Stored data
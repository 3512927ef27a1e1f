// src/services/mod.rs
// DOCUMENTATION: Services module organization
// PURPOSE: Re-export service components

pub mod campground_service;
pub mod review_service;

pub use campground_service::*;
pub use review_service::*;
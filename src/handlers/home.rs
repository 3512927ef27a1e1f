// src/handlers/home.rs
// DOCUMENTATION: Home page and catch-all 404
// PURPOSE: Public landing payload plus unmatched-route handling

use crate::auth::SessionContext;
use crate::errors::CampError;
use actix_web::{web, HttpResponse, Responder};
use serde_json::json;

/// GET /
/// Public home page payload
pub async fn home(ctx: SessionContext) -> Result<impl Responder, CampError> {
    Ok(HttpResponse::Ok().json(ctx.render(json!({ "page": "home" }))))
}

/// Default service for unmatched routes
pub async fn not_found() -> Result<HttpResponse, CampError> {
    Err(CampError::NotFound("Page Not Found".into()))
}

/// Configuration for the home route
pub fn config(cfg: &mut web::ServiceConfig) {
    cfg.route("/", web::get().to(home));
}

#[cfg(test)]
mod tests {
    use super::*;
    use actix_web::http::StatusCode;
    use actix_web::{test, App};

    #[actix_web::test]
    async fn unmatched_routes_render_404_envelope() {
        let app =
            test::init_service(App::new().default_service(web::route().to(not_found))).await;

        let req = test::TestRequest::get().uri("/no/such/page").to_request();
        let resp = test::call_service(&app, req).await;
        assert_eq!(resp.status(), StatusCode::NOT_FOUND);

        let body: serde_json::Value = test::read_body_json(resp).await;
        assert_eq!(body["error"]["code"], "NOT_FOUND");
        assert_eq!(body["error"]["message"], "Page Not Found");
    }
}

[About this task] Copy the data. Make sure every line matches exactly.

[Response to the task]
repository 3512927ef27a1e1f
// src/services/mod.rs
// DOCUMENTATION: Services module organization
// PURPOSE: Re-export service components

pub mod campground_service;
pub mod review_service;

pub use campground_service::*;
pub use review_service::*;
filename src/handlers/home.rs
repository 3512927ef27a1e1f
// src/handlers/home.rs
// DOCUMENTATION: Home page and catch-all 404
// PURPOSE: Public landing payload plus unmatched-route handling

use crate::auth::SessionContext;
use crate::errors::CampError;
use actix_web::{web, HttpResponse, Responder};
use serde_json::json;

/// GET /
/// Public home page payload
pub async fn home(ctx: SessionContext) -> Result<impl Responder, CampError> {
    Ok(HttpResponse::Ok().json(ctx.render(json!({ "page": "home" }))))
}

/// Default service for unmatched routes
pub async fn not_found() -> Result<HttpResponse, CampError> {
    Err(CampError::NotFound("Page Not Found".into()))
}

/// Configuration for the home route
pub fn config(cfg: &mut web::ServiceConfig) {
    cfg.route("/", web::get().to(home));
}

#[cfg(test)]
mod tests {
    use super::*;
    use actix_web::http::StatusCode;
    use actix_web::{test, App};

    #[actix_web::test]
    async fn unmatched_routes_render_404_envelope() {
        let app =
            test::init_service(App::new().default_service(web::route().to(not_found))).await;

        let req = test::TestRequest::get().uri("/no/such/page").to_request();
        let resp = test::call_service(&app, req).await;
        assert_eq!(resp.status(), StatusCode::NOT_FOUND);

        let body: serde_json::Value = test::read_body_json(resp).await;
        assert_eq!(body["error"]["code"], "NOT_FOUND");
        assert_eq!(body["error"]["message"], "Page Not Found");
    }
}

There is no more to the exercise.